Impeccable de bout en bout et irrésistiblement entraînant, Maintenant Jamais est un album capable de toucher un large public sans renier ses racines. Tout y est. On y perçoit la nostalgie du prog, mêlée à des influences alternatives et pop qui propulsent le son résolument vers l’avant.
Le morceau éponyme ouvre l’album avec force : un riff d’une simplicité redoutable. Difficile de se détacher de la ligne de basse qui s’installe dès les premières secondes. Impossible de ne pas imaginer Sébastien Provençal la jouer, tant son jeu est vibrant de vie. Le reste de l’album ne fait que confirmer son caractère organique, tout aussi envoûtant.
Nous sommes ensuite emportés par « Prévision », un morceau contemplatif et psychédélique qui laisse l’espace nécessaire pour tout assimiler et qui se construit avec une assurance tranquille. « Machiavélique rock » jaillit comme une brève explosion d’une minute et quart, qui, comme son nom l’indique, sonne comme une esquisse de rock ‘n’ roll proto-punk. « Haut-fond » suit, avec un groove puissant. Une fois de plus, la basse règne en maître, maintenant le morceau en place avec une autorité irrésistible. Il reste très ludique. Honnêtement, il y a une dimension épique qui me rappelle la bande originale de Rayman 2 : La Grande Évasion – dans le meilleur sens du terme, bien sûr.
« Mariano (Jamais je ne t’oublierai) » doit tout au contraste entre la puissance de la batterie et la douceur du chant, un équilibre qui fait toute la force du morceau.
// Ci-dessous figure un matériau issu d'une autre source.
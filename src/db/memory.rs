use async_trait::async_trait;
use chrono::Utc;
use tokio::sync::RwLock;
use uuid::Uuid;

use super::Store;
use crate::error::Result;
use crate::models::{Client, NewClient, NewProject, Project, ProjectUpdate};

#[derive(Default)]
struct Collections {
    clients: Vec<Client>,
    projects: Vec<Project>,
}

/// In-process store keeping records in insertion order.
///
/// Every operation runs under a single lock, so the client cascade delete is
/// atomic here just as it is inside a PostgreSQL transaction.
#[derive(Default)]
pub struct MemoryStore {
    collections: RwLock<Collections>,
}

impl MemoryStore {
    pub fn new() -> Self {
        Self::default()
    }
}

#[async_trait]
impl Store for MemoryStore {
    async fn get_clients(&self) -> Result<Vec<Client>> {
        Ok(self.collections.read().await.clients.clone())
    }

    async fn get_client(&self, id: Uuid) -> Result<Option<Client>> {
        let collections = self.collections.read().await;
        Ok(collections.clients.iter().find(|c| c.id == id).cloned())
    }

    async fn create_client(&self, client: &NewClient) -> Result<Client> {
        let created = Client {
            id: Uuid::new_v4(),
            name: client.name.clone(),
            email: client.email.clone(),
            phone: client.phone.clone(),
            created_at: Utc::now(),
        };
        self.collections.write().await.clients.push(created.clone());

        Ok(created)
    }

    async fn delete_client(&self, id: Uuid) -> Result<Option<Client>> {
        let mut collections = self.collections.write().await;

        let before = collections.projects.len();
        collections.projects.retain(|p| p.client_id != id);
        let removed = before - collections.projects.len();

        let client = collections
            .clients
            .iter()
            .position(|c| c.id == id)
            .map(|index| collections.clients.remove(index));

        tracing::debug!(
            client_id = %id,
            projects = removed,
            found = client.is_some(),
            "deleted client and its projects"
        );

        Ok(client)
    }

    async fn get_projects(&self) -> Result<Vec<Project>> {
        Ok(self.collections.read().await.projects.clone())
    }

    async fn get_project(&self, id: Uuid) -> Result<Option<Project>> {
        let collections = self.collections.read().await;
        Ok(collections.projects.iter().find(|p| p.id == id).cloned())
    }

    async fn create_project(&self, project: &NewProject) -> Result<Project> {
        let created = Project {
            id: Uuid::new_v4(),
            client_id: project.client_id,
            name: project.name.clone(),
            description: project.description.clone(),
            status: project.status,
            created_at: Utc::now(),
        };
        self.collections.write().await.projects.push(created.clone());

        Ok(created)
    }

    async fn update_project(&self, id: Uuid, update: &ProjectUpdate) -> Result<Option<Project>> {
        let mut collections = self.collections.write().await;
        let updated = collections
            .projects
            .iter_mut()
            .find(|p| p.id == id)
            .map(|project| {
                update.apply(project);
                project.clone()
            });

        Ok(updated)
    }

    async fn delete_project(&self, id: Uuid) -> Result<Option<Project>> {
        let mut collections = self.collections.write().await;
        let deleted = collections
            .projects
            .iter()
            .position(|p| p.id == id)
            .map(|index| collections.projects.remove(index));

        Ok(deleted)
    }
}

#[cfg(test)]
mod tests {
    use super::*;
    use crate::models::ProjectStatus;

    fn new_client(name: &str) -> NewClient {
        NewClient {
            name: name.to_string(),
            email: format!("{}@example.com", name.to_lowercase()),
            phone: "555-0000".to_string(),
        }
    }

    fn new_project(name: &str, client_id: Uuid) -> NewProject {
        NewProject {
            name: name.to_string(),
            description: format!("{name} description"),
            status: ProjectStatus::InProgress,
            client_id,
        }
    }

    #[tokio::test]
    async fn test_lists_keep_insertion_order() {
        let store = MemoryStore::new();
        let first = store.create_client(&new_client("First")).await.unwrap();
        let second = store.create_client(&new_client("Second")).await.unwrap();

        let clients = store.get_clients().await.unwrap();
        assert_eq!(clients, vec![first, second]);
    }

    #[tokio::test]
    async fn test_delete_client_only_removes_its_projects() {
        let store = MemoryStore::new();
        let acme = store.create_client(&new_client("Acme")).await.unwrap();
        let globex = store.create_client(&new_client("Globex")).await.unwrap();
        store.create_project(&new_project("A1", acme.id)).await.unwrap();
        store.create_project(&new_project("A2", acme.id)).await.unwrap();
        let kept = store.create_project(&new_project("G1", globex.id)).await.unwrap();

        let deleted = store.delete_client(acme.id).await.unwrap();

        assert_eq!(deleted.map(|c| c.id), Some(acme.id));
        assert_eq!(store.get_projects().await.unwrap(), vec![kept]);
        assert_eq!(store.get_clients().await.unwrap(), vec![globex]);
    }

    #[tokio::test]
    async fn test_delete_unknown_client_still_clears_dangling_projects() {
        let store = MemoryStore::new();
        let ghost = Uuid::new_v4();
        store.create_project(&new_project("Orphan", ghost)).await.unwrap();

        assert!(store.delete_client(ghost).await.unwrap().is_none());
        assert!(store.get_projects().await.unwrap().is_empty());
    }

    #[tokio::test]
    async fn test_update_missing_project_changes_nothing() {
        let store = MemoryStore::new();
        let client = store.create_client(&new_client("Acme")).await.unwrap();
        let project = store.create_project(&new_project("Site", client.id)).await.unwrap();

        let result = store
            .update_project(
                Uuid::new_v4(),
                &ProjectUpdate {
                    name: "Changed".to_string(),
                    description: "Changed".to_string(),
                    status: Some(ProjectStatus::Completed),
                },
            )
            .await
            .unwrap();

        assert!(result.is_none());
        assert_eq!(store.get_projects().await.unwrap(), vec![project]);
    }

    #[tokio::test]
    async fn test_delete_project_returns_pre_image() {
        let store = MemoryStore::new();
        let client = store.create_client(&new_client("Acme")).await.unwrap();
        let project = store.create_project(&new_project("Site", client.id)).await.unwrap();

        let deleted = store.delete_project(project.id).await.unwrap();

        assert_eq!(deleted, Some(project));
        assert!(store.get_projects().await.unwrap().is_empty());
    }
}
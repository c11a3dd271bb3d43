use async_graphql::{Context, Error, ID, Object, Result};

use super::{parse_id, store, store_failure};
use crate::models::{
    Client, NewClient, NewProject, Project, ProjectStatus, ProjectStatusUpdate, ProjectUpdate,
};

pub struct MutationRoot;

#[Object(name = "Mutation")]
impl MutationRoot {
    /// Adding new client
    async fn add_client(
        &self,
        ctx: &Context<'_>,
        name: String,
        email: String,
        phone: String,
    ) -> Result<Client> {
        let client = NewClient { name, email, phone };
        store(ctx)?.create_client(&client).await.map_err(store_failure)
    }

    /// Delete a client
    ///
    /// Every project of the client is deleted with it.
    async fn delete_client(&self, ctx: &Context<'_>, id: ID) -> Result<Option<Client>> {
        let Some(id) = parse_id(&id) else {
            return Ok(None);
        };
        store(ctx)?.delete_client(id).await.map_err(store_failure)
    }

    /// Add a project
    async fn add_project(
        &self,
        ctx: &Context<'_>,
        name: String,
        description: String,
        #[graphql(default)] status: ProjectStatus,
        client_id: ID,
    ) -> Result<Project> {
        let client_id = parse_id(&client_id).ok_or_else(|| Error::new("invalid client id"))?;
        let project = NewProject {
            name,
            description,
            status,
            client_id,
        };
        store(ctx)?.create_project(&project).await.map_err(store_failure)
    }

    /// Delete a project
    async fn delete_project(&self, ctx: &Context<'_>, id: ID) -> Result<Option<Project>> {
        let Some(id) = parse_id(&id) else {
            return Ok(None);
        };
        store(ctx)?.delete_project(id).await.map_err(store_failure)
    }

    /// Update a project
    async fn update_project(
        &self,
        ctx: &Context<'_>,
        id: ID,
        name: String,
        description: String,
        status: Option<ProjectStatusUpdate>,
    ) -> Result<Option<Project>> {
        let Some(id) = parse_id(&id) else {
            return Ok(None);
        };
        let update = ProjectUpdate {
            name,
            description,
            status: status.map(ProjectStatus::from),
        };
        store(ctx)?
            .update_project(id, &update)
            .await
            .map_err(store_failure)
    }
}
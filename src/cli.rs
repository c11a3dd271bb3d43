use clap::{Parser, Subcommand};

/// Track clients and their projects over GraphQL
#[derive(Parser, Debug)]
#[command(name = "project_tracker", version, about)]
pub struct Cli {
    #[command(subcommand)]
    pub command: Command,
}

#[derive(Subcommand, Debug, PartialEq, Eq)]
pub enum Command {
    /// Run the GraphQL server
    Serve {
        /// Keep records in memory instead of PostgreSQL
        #[arg(long)]
        in_memory: bool,

        /// Port to listen on, overriding PORT
        #[arg(long)]
        port: Option<u16>,
    },

    /// Open the terminal client
    Ui {
        /// GraphQL endpoint, overriding API_URL
        #[arg(long)]
        api_url: Option<String>,
    },
}
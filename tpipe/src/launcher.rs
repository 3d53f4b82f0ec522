use std::convert::Infallible;
use std::fs::File;
use std::io::{self, Read, Write};
use std::os::fd::OwnedFd;
use std::time::Instant;

use nix::errno::Errno;
use nix::fcntl::OFlag;
use nix::unistd::{self, ForkResult, Pid};
use tracing::debug;

use crate::errors::LaunchError;
use crate::pipes::PipeTable;
use crate::resolve::Lookup;
use crate::signals::SignalPolicy;
use crate::types::Stage;

/// Exit status of a child whose program was not found.
pub const EXIT_NOT_FOUND: i32 = 127;
/// Exit status of a child whose program could not be run for another reason.
pub const EXIT_CANNOT_EXECUTE: i32 = 126;

/// A launched stage, waiting to be reaped.
#[derive(Debug)]
pub struct ProcessRecord {
	pub stage: usize,
	pub pid: Pid,
	pub program: String,
	pub started: Instant,
	/// Set when the child reported that exec failed.
	pub exec_error: Option<Errno>,
}

pub fn exec_failure_status(err: Errno) -> i32 {
	match err {
		Errno::ENOENT | Errno::ENOTDIR => EXIT_NOT_FOUND,
		_ => EXIT_CANNOT_EXECUTE,
	}
}

fn do_exec_stage(stage: &Stage, pipes: &mut PipeTable, signals: &SignalPolicy) -> nix::Result<Infallible> {
	signals.reset_in_child()?;
	pipes.attach(stage.index)?;
	let executable = &stage.executable;
	match executable.lookup {
		Lookup::Path => unistd::execv(executable.target.as_c_str(), stage.argv.as_slice()),
		Lookup::Search => unistd::execvp(executable.target.as_c_str(), stage.argv.as_slice()),
	}
}

/// Child side of a launch. Never returns into launcher code.
fn exec_stage(stage: &Stage, pipes: &mut PipeTable, signals: &SignalPolicy, status: OwnedFd) -> ! {
	let err = match do_exec_stage(stage, pipes, signals) {
		Ok(never) => match never {},
		Err(e) => e,
	};
	let _ = writeln!(&mut io::stderr(), "tpipe: {}: exec failed: {}", stage.program(), err.desc());
	let _ = File::from(status).write_all(&(err as i32).to_ne_bytes());
	unsafe { libc::_exit(exec_failure_status(err)) }
}

/// Blocks until the child either execs (the close-on-exec write end goes
/// away, end of stream) or reports its exec errno.
fn read_exec_status(read: OwnedFd) -> Option<Errno> {
	let mut buf = [0u8; 4];
	match File::from(read).read_exact(&mut buf) {
		Ok(()) => Some(Errno::from_raw(i32::from_ne_bytes(buf))),
		Err(_) => None,
	}
}

fn launch_stage<W: Write>(stage: &Stage, pipes: &mut PipeTable, signals: &SignalPolicy, out: &mut W)
	-> Result<ProcessRecord, LaunchError>
{
	let (status_read, status_write) = unistd::pipe2(OFlag::O_CLOEXEC).map_err(|e| LaunchError::StatusChannel {
		program: stage.program().to_string(),
		source: e,
	})?;
	let _ = out.flush();
	let started = Instant::now();
	let fork = unsafe { unistd::fork() }.map_err(|e| LaunchError::ForkFailed {
		program: stage.program().to_string(),
		source: e,
	})?;
	match fork {
		ForkResult::Child => {
			drop(status_read);
			exec_stage(stage, pipes, signals, status_write)
		},
		ForkResult::Parent { child: pid } => {
			pipes.release(stage.index);
			drop(status_write);
			let exec_error = read_exec_status(status_read);
			let _ = writeln!(out, "Process {} created with command {}", pid, stage.program());
			match exec_error {
				None => debug!(stage = stage.index, %pid, program = stage.program(), "stage launched"),
				Some(e) => debug!(stage = stage.index, %pid, program = stage.program(), error = e.desc(), "stage exec failed"),
			}
			Ok(ProcessRecord {
				stage: stage.index,
				pid: pid,
				program: stage.program().to_string(),
				started: started,
				exec_error: exec_error,
			})
		},
	}
}

/// Forks every stage, in order, before anything is waited on.
///
/// Launched stages are appended to `records` as they start, so on error the
/// caller still holds every child that is already running. The first failure
/// stops further launches.
pub fn launch_all<W: Write>(stages: &[Stage], pipes: &mut PipeTable, signals: &SignalPolicy,
                            records: &mut Vec<ProcessRecord>, out: &mut W) -> Result<(), LaunchError> {
	for stage in stages {
		let record = launch_stage(stage, pipes, signals, out)?;
		records.push(record);
	}
	Ok(())
}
C’est incroyable de constater que Pierre-Luc Gratton excelle dans les deux domaines, avec autant de générosité sur l’album que sur scène. Je ne m’attarderai pas sur les neuf autres titres, qui méritent tout autant leur place, possédant ce même charme insaisissable que les précédents. Mais une mention spéciale pour le délicieux instrumental « i + i ».
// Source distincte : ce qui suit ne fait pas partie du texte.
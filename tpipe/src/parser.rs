use std::ffi::{CString, OsString};
use std::os::unix::ffi::OsStringExt;

use crate::errors::ParseError;
use crate::resolve::Executable;
use crate::types::Stage;

/// Token separating two stages. Only an exact match counts.
pub const DELIMITER: &str = "!";

type ParseResult<T> = Result<T, ParseError>;

struct Parser<I> {
	tokens: I,
	stages: Vec<Stage>,
}

impl<I: Iterator<Item = OsString>> Parser<I> {
	/// Collects tokens up to the next delimiter. Returns the stage's words and
	/// whether a delimiter ended it.
	fn read_stage(&mut self) -> (Vec<OsString>, bool) {
		let mut words = vec![];
		while let Some(token) = self.tokens.next() {
			if token == DELIMITER {
				return (words, true);
			}
			words.push(token);
		}
		(words, false)
	}

	fn push_stage(&mut self, words: Vec<OsString>) -> ParseResult<()> {
		let index = self.stages.len();
		if words.is_empty() {
			return Err(ParseError::EmptyStage { index: index });
		}
		let argv = words.into_iter()
			.map(|w| CString::new(w.into_vec()))
			.collect::<Result<Vec<CString>, _>>()?;
		let executable = Executable::resolve(&argv[0]);
		self.stages.push(Stage { index: index, argv: argv, executable: executable });
		Ok(())
	}

	fn parse_pipeline(mut self) -> ParseResult<Vec<Stage>> {
		loop {
			let (words, more) = self.read_stage();
			self.push_stage(words)?;
			if !more {
				return Ok(self.stages);
			}
		}
	}
}

/// Splits the arguments following the program name into stages.
pub fn parse<I>(args: I) -> ParseResult<Vec<Stage>>
	where I: IntoIterator, I::Item: Into<OsString>
{
	let mut tokens = args.into_iter().map(Into::<OsString>::into).peekable();
	if tokens.peek().is_none() {
		return Err(ParseError::EmptyInvocation);
	}
	Parser { tokens: tokens, stages: vec![] }.parse_pipeline()
}
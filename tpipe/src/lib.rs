pub mod errors;
pub mod launcher;
pub mod logging;
pub mod parser;
pub mod pipeline;
pub mod pipes;
pub mod resolve;
pub mod signals;
pub mod timekeeper;
pub mod types;

pub use pipeline::{Outcome, Pipeline};
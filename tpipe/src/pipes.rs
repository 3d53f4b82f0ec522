//! The pipe descriptor table of one pipeline.
//!
//! `pipe[k]` connects stage `k`'s stdout to stage `k + 1`'s stdin. Every end
//! is held as an `Option<OwnedFd>`: releasing an end takes it out of the table
//! and drops it, so an end is closed exactly once and anything still held is
//! closed when the table goes away.

use std::os::fd::{AsRawFd, IntoRawFd, OwnedFd, RawFd};

use nix::fcntl::{self, FcntlArg, FdFlag, OFlag};
use nix::unistd;
use tracing::{debug, trace};

use crate::errors::LaunchError;
use crate::types::Position;

#[derive(Debug)]
struct Pipe {
	read: Option<OwnedFd>,
	write: Option<OwnedFd>,
}

#[derive(Debug, Default)]
pub struct PipeTable {
	pipes: Vec<Pipe>,
}

impl PipeTable {
	/// Creates the `stages - 1` pipes of a pipeline of `stages` stages.
	///
	/// Every pipe is created close-on-exec. On failure the pipes created so
	/// far are closed and no stage may be launched.
	pub fn allocate(stages: usize) -> Result<PipeTable, LaunchError> {
		let count = stages.saturating_sub(1);
		let mut pipes = Vec::with_capacity(count);
		for _ in 0 .. count {
			let (read, write) = unistd::pipe2(OFlag::O_CLOEXEC).map_err(LaunchError::ResourceExhausted)?;
			trace!(read = read.as_raw_fd(), write = write.as_raw_fd(), "pipe created");
			pipes.push(Pipe { read: Some(read), write: Some(write) });
		}
		debug!(stages, pipes = count, "pipe table allocated");
		Ok(PipeTable { pipes: pipes })
	}

	pub fn len(&self) -> usize {
		self.pipes.len()
	}

	pub fn is_empty(&self) -> bool {
		self.pipes.is_empty()
	}

	/// Number of descriptors still held by this table.
	pub fn open_count(&self) -> usize {
		self.pipes.iter()
			.map(|p| p.read.is_some() as usize + p.write.is_some() as usize)
			.sum()
	}

	fn position(&self, stage: usize) -> Position {
		Position::of(stage, self.pipes.len() + 1)
	}

	/// Closes this process's copies of the ends owned by `stage`'s child.
	pub fn release(&mut self, stage: usize) {
		let position = self.position(stage);
		if position.reads_pipe() {
			drop(self.pipes[stage - 1].read.take());
		}
		if position.writes_pipe() {
			drop(self.pipes[stage].write.take());
		}
		trace!(stage, open = self.open_count(), "stage descriptors released");
	}

	/// Wires `stage`'s standard streams to its pipes and closes every
	/// descriptor in the table, leaving it empty. Meant to run in the stage's
	/// child.
	pub fn attach(&mut self, stage: usize) -> nix::Result<()> {
		let position = self.position(stage);
		if position.reads_pipe() {
			if let Some(fd) = self.pipes[stage - 1].read.take() {
				redirect(fd, libc::STDIN_FILENO)?;
			}
		}
		if position.writes_pipe() {
			if let Some(fd) = self.pipes[stage].write.take() {
				redirect(fd, libc::STDOUT_FILENO)?;
			}
		}
		self.pipes.clear();
		Ok(())
	}
}

/// Moves `fd` onto `target`, leaving `target` open across exec.
fn redirect(fd: OwnedFd, target: RawFd) -> nix::Result<()> {
	if fd.as_raw_fd() == target {
		// Already in place: keep it open and clear close-on-exec.
		let raw = fd.into_raw_fd();
		fcntl::fcntl(raw, FcntlArg::F_SETFD(FdFlag::empty()))?;
		return Ok(());
	}
	unistd::dup2(fd.as_raw_fd(), target)?;
	Ok(())
}
use std::ffi::{CStr, CString, OsStr};
use std::fs;
use std::os::unix::ffi::{OsStrExt, OsStringExt};

/// How the exec call locates the program.
#[derive(Debug, Clone, Copy, PartialEq, Eq)]
pub enum Lookup {
	/// `target` is a filesystem path, passed to `execv` as is.
	Path,
	/// `target` is a bare name, resolved against `PATH` by `execvp`.
	Search,
}

#[derive(Debug, Clone, PartialEq, Eq)]
pub struct Executable {
	pub target: CString,
	pub lookup: Lookup,
	shown: String,
}

fn is_path(name: &[u8]) -> bool {
	match name.first() {
		Some(&b'/') | Some(&b'.') => true,
		_ => false,
	}
}

fn canonicalize(name: &CStr) -> Option<CString> {
	let path = fs::canonicalize(OsStr::from_bytes(name.to_bytes())).ok()?;
	CString::new(path.into_os_string().into_vec()).ok()
}

impl Executable {
	/// Resolves the program identifier of a stage.
	///
	/// A path that cannot be canonicalized (missing file, dangling symlink) is
	/// kept verbatim; the failure shows up when the stage is exec'd.
	pub fn resolve(name: &CStr) -> Executable {
		let (target, lookup) = if is_path(name.to_bytes()) {
			(canonicalize(name).unwrap_or_else(|| name.to_owned()), Lookup::Path)
		} else {
			(name.to_owned(), Lookup::Search)
		};
		let shown = String::from_utf8_lossy(target.to_bytes()).into_owned();
		Executable { target: target, lookup: lookup, shown: shown }
	}

	pub fn display(&self) -> &str {
		&self.shown
	}
}
use std::{env, io, process};

use anyhow::Context;
use tpipe::errors::ParseError;
use tpipe::logging;
use tpipe::pipeline::{self, Pipeline};
use tpipe::signals::SignalPolicy;

const USAGE: &str = "usage: tpipe program [args...] [! program [args...]]...";

fn run_main() -> anyhow::Result<i32> {
	logging::init_logging().context("initialising logging")?;

	let pipeline = match Pipeline::parse(env::args_os().skip(1)) {
		Ok(pipeline) => pipeline,
		Err(ParseError::EmptyInvocation) => return Ok(0),
		Err(e) => {
			eprintln!("tpipe: {}\n{}", e, USAGE);
			return Ok(pipeline::EXIT_USAGE);
		},
	};

	let signals = SignalPolicy::install().context("ignoring SIGINT")?;
	let outcome = pipeline.run(&signals, &mut io::stdout());
	Ok(outcome.exit_code())
}

fn main() {
	let code = match run_main() {
		Ok(code) => code,
		Err(err) => {
			eprintln!("tpipe: {:#}", err);
			pipeline::EXIT_FAILURE
		},
	};
	process::exit(code)
}
use tableau_core::{Color, Picture, Size, Vec2};

use crate::element::{DrawCx, Element, ElementId, MeasureCx};
use crate::Engine;

/// Plain text with no background.
#[derive(Clone, Debug, PartialEq)]
pub struct Label {
    text: String,
    /// Font size in px; the style's medium size when unset.
    pub px: Option<u32>,
    /// Text colour; the style's normal text colour when unset.
    pub color: Option<Color>,
}

impl Label {
    pub fn new(text: impl Into<String>) -> Self {
        Self {
            text: text.into(),
            px: None,
            color: None,
        }
    }

    pub fn with_px(mut self, px: u32) -> Self {
        self.px = Some(px);
        self
    }

    pub fn with_color(mut self, color: Color) -> Self {
        self.color = Some(color);
        self
    }

    pub fn text(&self) -> &str {
        &self.text
    }

    /// Replaces the text of the label at `id`. Returns `false` when `id` is
    /// not a label.
    pub fn set_text(ui: &mut Engine, id: ElementId, text: impl Into<String>) -> bool {
        let Some(label) = ui.widget_mut::<Label>(id) else {
            return false;
        };
        label.text = text.into();
        ui.mark_dirty(id);
        ui.reflow(id);
        true
    }
}

impl Element for Label {
    fn measure(&self, cx: &MeasureCx<'_>) -> Size {
        cx.metrics
            .text_size(&self.text, self.px.unwrap_or(cx.style.font_med))
    }

    fn draw(&mut self, cx: &DrawCx<'_>) -> Option<Picture> {
        Some(Picture::new(cx.size).with_text(
            Vec2::ZERO,
            self.text.clone(),
            self.color.unwrap_or(cx.style.colors.text_normal),
            self.px.unwrap_or(cx.style.font_med),
        ))
    }
}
C’est réjouissant de constater à quel point l’accent québécois est pleinement intégré au chant. Population II est fièrement originaire d’ici. Le groupe ne cherche pas à dissimuler sa langue ni à prétendre parler un dialecte similaire au nôtre. Cette attitude imprègne tout ce que fait Population II. Si vous ne l’avez pas encore fait, écoutez-les.